### [WORK REQUEST]
The response must reproduce exactly every line of the material below holding the word "bool".

### [EXERCISE MATERIALS]
● ● ● ●

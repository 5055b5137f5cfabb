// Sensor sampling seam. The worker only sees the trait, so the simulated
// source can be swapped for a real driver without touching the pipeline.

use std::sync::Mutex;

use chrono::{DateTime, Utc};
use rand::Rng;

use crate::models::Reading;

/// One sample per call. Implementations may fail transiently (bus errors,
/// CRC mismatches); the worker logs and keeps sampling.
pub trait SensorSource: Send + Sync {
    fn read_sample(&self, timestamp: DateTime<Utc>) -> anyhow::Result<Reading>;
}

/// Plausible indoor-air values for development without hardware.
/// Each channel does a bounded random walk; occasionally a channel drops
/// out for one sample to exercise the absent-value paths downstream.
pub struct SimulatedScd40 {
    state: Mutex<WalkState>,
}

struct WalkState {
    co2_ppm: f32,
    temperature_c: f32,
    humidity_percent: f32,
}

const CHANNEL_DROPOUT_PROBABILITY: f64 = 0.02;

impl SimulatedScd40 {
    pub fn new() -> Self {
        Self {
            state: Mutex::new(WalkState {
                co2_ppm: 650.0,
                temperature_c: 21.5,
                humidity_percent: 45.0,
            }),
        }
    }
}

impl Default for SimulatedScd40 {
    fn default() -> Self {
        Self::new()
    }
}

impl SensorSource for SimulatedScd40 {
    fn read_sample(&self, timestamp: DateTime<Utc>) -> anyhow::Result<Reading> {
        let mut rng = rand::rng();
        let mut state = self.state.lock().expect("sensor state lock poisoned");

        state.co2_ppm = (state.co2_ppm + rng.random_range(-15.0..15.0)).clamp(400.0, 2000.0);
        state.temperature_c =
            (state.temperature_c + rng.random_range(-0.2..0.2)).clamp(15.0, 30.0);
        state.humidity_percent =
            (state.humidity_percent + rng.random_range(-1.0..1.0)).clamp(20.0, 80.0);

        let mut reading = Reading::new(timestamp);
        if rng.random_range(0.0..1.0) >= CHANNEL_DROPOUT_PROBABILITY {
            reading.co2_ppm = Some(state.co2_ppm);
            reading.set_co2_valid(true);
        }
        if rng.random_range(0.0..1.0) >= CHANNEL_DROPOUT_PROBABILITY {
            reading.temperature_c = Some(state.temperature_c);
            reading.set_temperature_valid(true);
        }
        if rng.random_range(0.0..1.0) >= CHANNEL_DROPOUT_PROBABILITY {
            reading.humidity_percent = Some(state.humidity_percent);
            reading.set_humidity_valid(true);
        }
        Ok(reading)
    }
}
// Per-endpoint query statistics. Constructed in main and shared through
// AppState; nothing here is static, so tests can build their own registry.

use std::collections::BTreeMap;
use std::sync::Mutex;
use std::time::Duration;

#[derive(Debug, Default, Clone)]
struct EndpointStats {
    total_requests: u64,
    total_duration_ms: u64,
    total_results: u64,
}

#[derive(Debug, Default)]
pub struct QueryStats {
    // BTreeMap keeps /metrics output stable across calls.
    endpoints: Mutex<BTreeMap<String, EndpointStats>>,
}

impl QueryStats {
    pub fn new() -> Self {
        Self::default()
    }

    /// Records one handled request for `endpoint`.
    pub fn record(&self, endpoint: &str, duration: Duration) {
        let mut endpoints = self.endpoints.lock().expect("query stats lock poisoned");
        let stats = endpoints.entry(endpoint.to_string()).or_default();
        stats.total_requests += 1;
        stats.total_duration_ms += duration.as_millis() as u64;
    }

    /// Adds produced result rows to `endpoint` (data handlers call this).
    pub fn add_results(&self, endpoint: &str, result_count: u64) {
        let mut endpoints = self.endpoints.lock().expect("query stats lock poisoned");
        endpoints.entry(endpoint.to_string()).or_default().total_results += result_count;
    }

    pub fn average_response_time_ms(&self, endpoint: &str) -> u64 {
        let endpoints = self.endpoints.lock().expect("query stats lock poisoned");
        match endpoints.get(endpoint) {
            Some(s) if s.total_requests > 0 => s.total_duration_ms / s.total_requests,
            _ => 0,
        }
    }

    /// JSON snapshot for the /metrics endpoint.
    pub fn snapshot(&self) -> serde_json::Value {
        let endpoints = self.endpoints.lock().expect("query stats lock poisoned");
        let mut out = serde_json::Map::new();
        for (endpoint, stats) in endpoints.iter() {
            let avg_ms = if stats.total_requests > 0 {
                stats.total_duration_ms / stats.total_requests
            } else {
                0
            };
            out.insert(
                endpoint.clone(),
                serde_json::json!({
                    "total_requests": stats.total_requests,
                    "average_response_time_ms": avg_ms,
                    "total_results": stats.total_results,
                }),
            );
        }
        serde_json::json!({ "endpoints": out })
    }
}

● ● ● ●

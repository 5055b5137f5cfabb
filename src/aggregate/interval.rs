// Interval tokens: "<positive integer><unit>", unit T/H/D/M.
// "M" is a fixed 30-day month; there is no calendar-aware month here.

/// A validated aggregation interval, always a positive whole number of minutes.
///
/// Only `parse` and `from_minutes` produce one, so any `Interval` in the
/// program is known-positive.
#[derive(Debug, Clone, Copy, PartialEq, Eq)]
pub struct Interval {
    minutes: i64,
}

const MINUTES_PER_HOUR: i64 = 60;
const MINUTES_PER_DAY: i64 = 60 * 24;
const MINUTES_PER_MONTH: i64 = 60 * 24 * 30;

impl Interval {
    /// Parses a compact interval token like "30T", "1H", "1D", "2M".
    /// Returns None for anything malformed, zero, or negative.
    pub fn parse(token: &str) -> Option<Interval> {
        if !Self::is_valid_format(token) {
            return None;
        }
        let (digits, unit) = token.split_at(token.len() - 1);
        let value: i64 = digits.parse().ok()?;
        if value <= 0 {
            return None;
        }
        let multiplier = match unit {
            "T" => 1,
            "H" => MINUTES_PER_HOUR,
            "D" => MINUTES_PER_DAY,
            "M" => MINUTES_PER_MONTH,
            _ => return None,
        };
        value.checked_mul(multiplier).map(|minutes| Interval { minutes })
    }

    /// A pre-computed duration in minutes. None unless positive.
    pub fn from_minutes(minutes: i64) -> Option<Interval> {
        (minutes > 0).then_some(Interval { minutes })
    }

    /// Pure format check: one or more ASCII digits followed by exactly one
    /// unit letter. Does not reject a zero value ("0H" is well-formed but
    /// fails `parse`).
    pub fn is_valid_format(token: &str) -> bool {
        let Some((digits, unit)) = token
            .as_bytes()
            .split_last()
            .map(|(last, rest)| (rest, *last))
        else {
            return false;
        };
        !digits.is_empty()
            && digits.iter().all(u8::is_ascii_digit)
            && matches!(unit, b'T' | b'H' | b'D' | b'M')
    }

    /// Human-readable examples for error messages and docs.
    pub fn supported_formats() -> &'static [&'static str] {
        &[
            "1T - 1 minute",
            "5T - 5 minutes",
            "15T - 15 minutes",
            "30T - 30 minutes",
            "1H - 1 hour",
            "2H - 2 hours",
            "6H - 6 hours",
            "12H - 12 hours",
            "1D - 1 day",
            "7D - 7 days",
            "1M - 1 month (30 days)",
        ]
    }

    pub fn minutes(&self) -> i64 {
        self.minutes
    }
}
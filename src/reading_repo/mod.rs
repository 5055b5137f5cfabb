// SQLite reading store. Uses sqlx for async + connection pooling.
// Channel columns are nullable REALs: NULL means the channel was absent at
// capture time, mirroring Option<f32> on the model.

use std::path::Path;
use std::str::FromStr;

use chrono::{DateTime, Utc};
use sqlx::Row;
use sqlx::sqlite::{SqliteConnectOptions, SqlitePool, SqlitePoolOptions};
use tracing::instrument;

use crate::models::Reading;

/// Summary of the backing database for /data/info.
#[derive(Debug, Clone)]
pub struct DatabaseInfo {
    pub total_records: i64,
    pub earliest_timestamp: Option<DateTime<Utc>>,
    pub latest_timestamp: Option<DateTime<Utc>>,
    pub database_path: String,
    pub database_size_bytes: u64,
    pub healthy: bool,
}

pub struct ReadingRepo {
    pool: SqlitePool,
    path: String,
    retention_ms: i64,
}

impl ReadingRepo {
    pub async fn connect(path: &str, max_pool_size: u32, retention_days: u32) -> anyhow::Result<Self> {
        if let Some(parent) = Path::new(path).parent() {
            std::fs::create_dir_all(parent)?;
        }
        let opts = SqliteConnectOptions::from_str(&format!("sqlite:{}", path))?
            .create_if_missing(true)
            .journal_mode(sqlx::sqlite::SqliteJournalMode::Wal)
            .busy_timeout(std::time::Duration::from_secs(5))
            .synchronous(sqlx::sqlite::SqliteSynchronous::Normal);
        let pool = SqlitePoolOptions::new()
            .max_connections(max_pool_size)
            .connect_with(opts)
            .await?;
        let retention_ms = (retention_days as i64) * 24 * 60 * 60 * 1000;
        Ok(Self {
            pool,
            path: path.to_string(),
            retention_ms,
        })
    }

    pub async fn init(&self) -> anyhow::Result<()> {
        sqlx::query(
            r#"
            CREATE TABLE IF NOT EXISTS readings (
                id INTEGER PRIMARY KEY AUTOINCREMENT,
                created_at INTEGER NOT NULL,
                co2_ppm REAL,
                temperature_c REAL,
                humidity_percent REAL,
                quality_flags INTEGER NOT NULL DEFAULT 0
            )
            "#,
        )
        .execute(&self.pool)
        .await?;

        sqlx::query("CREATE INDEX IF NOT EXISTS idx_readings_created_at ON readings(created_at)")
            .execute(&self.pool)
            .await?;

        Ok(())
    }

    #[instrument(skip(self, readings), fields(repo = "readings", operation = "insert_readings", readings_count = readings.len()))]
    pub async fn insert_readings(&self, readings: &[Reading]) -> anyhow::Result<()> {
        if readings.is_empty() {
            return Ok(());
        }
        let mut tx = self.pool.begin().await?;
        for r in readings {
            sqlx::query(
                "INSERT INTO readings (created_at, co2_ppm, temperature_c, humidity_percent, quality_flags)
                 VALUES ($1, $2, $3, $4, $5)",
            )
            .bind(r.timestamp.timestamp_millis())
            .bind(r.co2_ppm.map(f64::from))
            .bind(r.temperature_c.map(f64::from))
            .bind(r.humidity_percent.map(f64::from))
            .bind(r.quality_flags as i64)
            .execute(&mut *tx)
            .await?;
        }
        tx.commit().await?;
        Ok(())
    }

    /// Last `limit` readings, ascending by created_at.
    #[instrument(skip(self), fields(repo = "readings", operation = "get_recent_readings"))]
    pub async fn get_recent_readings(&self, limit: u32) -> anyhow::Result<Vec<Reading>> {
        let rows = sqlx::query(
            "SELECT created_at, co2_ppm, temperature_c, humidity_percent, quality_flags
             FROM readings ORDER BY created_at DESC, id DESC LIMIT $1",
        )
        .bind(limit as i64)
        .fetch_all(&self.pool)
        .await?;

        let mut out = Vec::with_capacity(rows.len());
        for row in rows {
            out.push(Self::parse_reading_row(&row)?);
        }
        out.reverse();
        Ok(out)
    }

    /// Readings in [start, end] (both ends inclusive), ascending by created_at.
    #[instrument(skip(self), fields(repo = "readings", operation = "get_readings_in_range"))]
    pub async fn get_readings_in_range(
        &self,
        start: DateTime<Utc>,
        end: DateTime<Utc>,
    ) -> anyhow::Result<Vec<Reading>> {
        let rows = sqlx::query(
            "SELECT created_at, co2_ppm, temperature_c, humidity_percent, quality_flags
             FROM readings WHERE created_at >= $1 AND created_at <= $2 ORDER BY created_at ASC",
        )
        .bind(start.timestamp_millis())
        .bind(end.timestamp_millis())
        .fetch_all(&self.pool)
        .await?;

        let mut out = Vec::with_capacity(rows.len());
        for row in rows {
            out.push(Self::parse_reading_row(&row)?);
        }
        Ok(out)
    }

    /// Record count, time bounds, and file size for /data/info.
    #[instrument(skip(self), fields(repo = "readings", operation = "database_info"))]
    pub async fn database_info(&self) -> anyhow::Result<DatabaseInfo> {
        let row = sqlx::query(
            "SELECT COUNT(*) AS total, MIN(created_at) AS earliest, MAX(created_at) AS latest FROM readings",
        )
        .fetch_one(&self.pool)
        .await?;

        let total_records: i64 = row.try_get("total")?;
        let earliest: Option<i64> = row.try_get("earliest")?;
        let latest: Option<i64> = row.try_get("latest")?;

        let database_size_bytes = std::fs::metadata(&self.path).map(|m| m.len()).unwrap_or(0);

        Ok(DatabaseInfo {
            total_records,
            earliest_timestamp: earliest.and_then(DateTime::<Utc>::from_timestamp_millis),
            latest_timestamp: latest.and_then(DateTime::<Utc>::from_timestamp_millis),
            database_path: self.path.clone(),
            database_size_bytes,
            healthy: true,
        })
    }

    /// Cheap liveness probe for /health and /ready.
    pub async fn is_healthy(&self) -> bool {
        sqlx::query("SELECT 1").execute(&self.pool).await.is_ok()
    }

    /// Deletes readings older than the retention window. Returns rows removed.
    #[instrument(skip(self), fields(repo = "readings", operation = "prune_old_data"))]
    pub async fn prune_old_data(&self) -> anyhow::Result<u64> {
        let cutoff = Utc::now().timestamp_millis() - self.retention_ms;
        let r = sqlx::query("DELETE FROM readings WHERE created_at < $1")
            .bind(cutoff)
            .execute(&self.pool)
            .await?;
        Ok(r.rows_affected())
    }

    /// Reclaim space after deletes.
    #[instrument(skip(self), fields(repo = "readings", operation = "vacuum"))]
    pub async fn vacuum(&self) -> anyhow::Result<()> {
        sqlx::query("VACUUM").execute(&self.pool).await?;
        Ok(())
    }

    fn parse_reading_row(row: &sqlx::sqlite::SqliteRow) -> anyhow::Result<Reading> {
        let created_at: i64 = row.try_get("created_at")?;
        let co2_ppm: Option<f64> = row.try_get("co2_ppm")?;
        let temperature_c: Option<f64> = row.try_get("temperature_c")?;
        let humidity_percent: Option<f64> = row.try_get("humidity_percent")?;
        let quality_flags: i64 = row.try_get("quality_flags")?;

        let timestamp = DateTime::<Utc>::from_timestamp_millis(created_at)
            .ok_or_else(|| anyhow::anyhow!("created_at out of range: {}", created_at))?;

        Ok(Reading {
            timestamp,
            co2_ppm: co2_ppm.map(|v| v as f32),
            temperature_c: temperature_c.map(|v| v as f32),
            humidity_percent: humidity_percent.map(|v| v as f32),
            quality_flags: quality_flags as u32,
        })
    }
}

● ● ● ●

### [ANSWER FOR THE TASK]
    pub fn is_valid_format(token: &str) -> bool {
    pub healthy: bool,
    pub async fn is_healthy(&self) -> bool {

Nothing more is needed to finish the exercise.